Truth and Meaning: Putting our Podophobia into Perspective

Truth and Meaning: Putting our Podophobia into Perspective

My dad traveled quite a bit as part of his job. I remember fondly going to the airport, riding the moving walkways and collecting Avis buttons that said “We try harder” in different languages. But I most remember standing at the gate, anxiously waiting and watching for him to walk off the plane.
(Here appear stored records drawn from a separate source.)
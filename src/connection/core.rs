// src/connection/core.rs

//! Defines `Connection`, the owner of a set of sessions sharing one connector.

use crate::config::{ClientConfig, SessionConfig};
use crate::core::concurrent::{AtomicBoolean, ExecutorService, ThreadPoolExecutor, executors};
use crate::core::connector::{AcknowledgeMode, Connector, InboundDispatcher};
use crate::core::errors::{CmsError, CmsResult};
use crate::core::listener::{ExceptionListener, MessageListener};
use crate::core::session::Session;
use dashmap::DashMap;
use parking_lot::RwLock;
use std::sync::{Arc, Weak};
use tracing::{debug, info, warn};
use uuid::Uuid;

/// A client connection.
///
/// The connection holds the canonical list of its sessions. Sessions refer back
/// to it weakly, to reach the connector, register consumers for inbound
/// delivery and look up the exception listener.
pub struct Connection {
    connection_id: String,
    config: ClientConfig,
    connector: Arc<dyn Connector>,
    sessions: DashMap<u64, Arc<Session>>,
    /// Inbound delivery targets, keyed by consumer id.
    pub(super) listeners: DashMap<String, Arc<dyn MessageListener>>,
    exception_listener: RwLock<Option<Arc<dyn ExceptionListener>>>,
    pub(super) dispatch_executor: ThreadPoolExecutor,
    closed: AtomicBoolean,
    self_ref: Weak<Connection>,
}

impl Connection {
    /// Opens a connection over `connector` and registers it as the connector's
    /// inbound dispatcher.
    ///
    /// # Errors
    ///
    /// `IllegalArgument` for an invalid configuration, `NullPointer` if
    /// [`crate::initialize`] has not been called.
    pub fn new(connector: Arc<dyn Connector>, config: ClientConfig) -> CmsResult<Arc<Self>> {
        config
            .validate()
            .map_err(|e| CmsError::IllegalArgument(format!("{e:#}")))?;
        let dispatch_executor = executors::new_fixed_thread_pool(config.dispatch_threads as i32)?;
        let connection_id = config
            .client_id
            .clone()
            .unwrap_or_else(|| format!("ID:connection-{}", Uuid::new_v4()));

        let connection = Arc::new_cyclic(|self_ref: &Weak<Connection>| Connection {
            connection_id,
            config,
            connector: connector.clone(),
            sessions: DashMap::new(),
            listeners: DashMap::new(),
            exception_listener: RwLock::new(None),
            dispatch_executor,
            closed: AtomicBoolean::new(false),
            self_ref: self_ref.clone(),
        });
        let dispatcher: Weak<dyn InboundDispatcher> = connection.self_ref.clone();
        connector.set_dispatcher(dispatcher);

        info!(
            "Connection {} opened to {}.",
            connection.connection_id, connection.config.broker_url
        );
        Ok(connection)
    }

    pub fn connection_id(&self) -> &str {
        &self.connection_id
    }

    pub fn config(&self) -> &ClientConfig {
        &self.config
    }

    pub fn connector(&self) -> Arc<dyn Connector> {
        self.connector.clone()
    }

    /// The executor that runs inbound deliveries and rollback redeliveries.
    pub fn dispatch_executor(&self) -> &ThreadPoolExecutor {
        &self.dispatch_executor
    }

    pub fn is_closed(&self) -> bool {
        self.closed.get()
    }

    /// Creates a session using the connection's configured session settings.
    pub fn create_session(&self, ack_mode: AcknowledgeMode) -> CmsResult<Arc<Session>> {
        let session_config = self.config.session.clone();
        self.create_session_with(ack_mode, &session_config)
    }

    pub fn create_session_with(
        &self,
        ack_mode: AcknowledgeMode,
        session_config: &SessionConfig,
    ) -> CmsResult<Arc<Session>> {
        const AT: &str = "Connection::createSession";
        if self.closed.get() {
            return Err(CmsError::InvalidState(format!(
                "{AT} - Connection Already Closed"
            )));
        }
        let info = self
            .connector
            .create_session(&self.connection_id, ack_mode)
            .map_err(CmsError::connector(AT))?;
        let session = Session::new(
            self.self_ref.clone(),
            info,
            session_config,
            &self.config.transaction,
        )?;
        self.sessions.insert(session.session_id(), session.clone());
        Ok(session)
    }

    /// Forgets a session. Called by the session while it closes.
    pub fn remove_session(&self, session_id: u64) {
        // Dropped outside the map guard; the last handle may run the session's teardown.
        let removed = self.sessions.remove(&session_id);
        if removed.is_some() {
            debug!(
                "Connection {}: Removed session {}.",
                self.connection_id, session_id
            );
        }
        drop(removed);
    }

    pub fn session_count(&self) -> usize {
        self.sessions.len()
    }

    /// Routes inbound messages for `consumer_id` to `listener`.
    pub fn add_message_listener(&self, consumer_id: &str, listener: Arc<dyn MessageListener>) {
        self.listeners.insert(consumer_id.to_string(), listener);
    }

    pub fn remove_message_listener(&self, consumer_id: &str) {
        self.listeners.remove(consumer_id);
    }

    pub fn has_message_listener(&self, consumer_id: &str) -> bool {
        self.listeners.contains_key(consumer_id)
    }

    pub fn set_exception_listener(&self, listener: Option<Arc<dyn ExceptionListener>>) {
        *self.exception_listener.write() = listener;
    }

    pub fn exception_listener(&self) -> Option<Arc<dyn ExceptionListener>> {
        self.exception_listener.read().clone()
    }

    /// Closes every session, then stops the dispatch executor. The connector is
    /// left open; it belongs to the caller and may be shared.
    pub fn close(&self) -> CmsResult<()> {
        if self.closed.get_and_set(true) {
            return Ok(());
        }
        let sessions: Vec<Arc<Session>> = self
            .sessions
            .iter()
            .map(|entry| entry.value().clone())
            .collect();
        for session in sessions {
            if let Err(e) = session.close() {
                warn!(
                    "Connection {}: Failed to close session {}: {}",
                    self.connection_id,
                    session.session_id(),
                    e
                );
            }
        }
        self.sessions.clear();
        self.listeners.clear();

        self.dispatch_executor.shutdown();
        self.dispatch_executor.await_termination();
        info!("Connection {} closed.", self.connection_id);
        Ok(())
    }
}

impl Drop for Connection {
    fn drop(&mut self) {
        if let Err(e) = self.close() {
            debug!(
                "Connection {}: Error while closing on drop: {}",
                self.connection_id, e
            );
        }
    }
}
Those days are, of course, long gone since one now must have a boarding pass and proceed through a rigorous examination to be granted access to the gates. As someone with a pacemaker/defibrillator, I was recently reminded of the heightened concerns for security in our nation’s airports. Since I cannot pass through the standard scanning machines, I typically must endure the TSA pat down. If you have not had the experience, I imagine this examination rivals the treatment of prison inmates. Every time I travel by air, I recall our ever-expanding safety priorities and the clutch that the iron fist of irrational fear holds us in.

Well over one million people fly in the U.S. every day. And because someone tried to sneak a shoe bomb onto a plane, one million people must take off and put back on their shoes every day before approaching the gates. (In case you are curious, at 30 seconds per person, that requirement equates to almost one full year of lost person time each day). Our possessions are restricted, probed and scanned, our bodies X-rayed and fondled, all in the name of security. And the sad fact is that anyone who passed high school chemistry could still get a pretty wicked combination of explosive concoctions onto any plane in a modest carry-on bag.

Now, even if you believe this massive bureaucratic effort is worth the price, consider this. With last week’s shootings at Sparks Middle School in Nevada, there have now been 32 school shootings since the murders at Columbine High School in 1999. Thirty-two school shootings compared to one domestic shoe bombing attempt. And yet, in spite of overwhelming support among the American people, we still have no mandatory universal background checks on gun purchases and no restrictions on assault weapons or high-capacity magazine clips. Why are we more afraid of our feet than of guns?

All the American people want is common sense. Even gun owners generally support mandatory background checks. When will our legislators stop acting like petulant children and start showing some real concern for the safety of their constituents? Instead of shoes, we should be afraid for poor people losing their food stamps, veterans getting poor medical attention, and hard-working people without jobs because their employer shipped the work off to China. And we should really be afraid of our crumbling infrastructure, poorly-supported public schools and inadequate regulations on fossil fuel producers.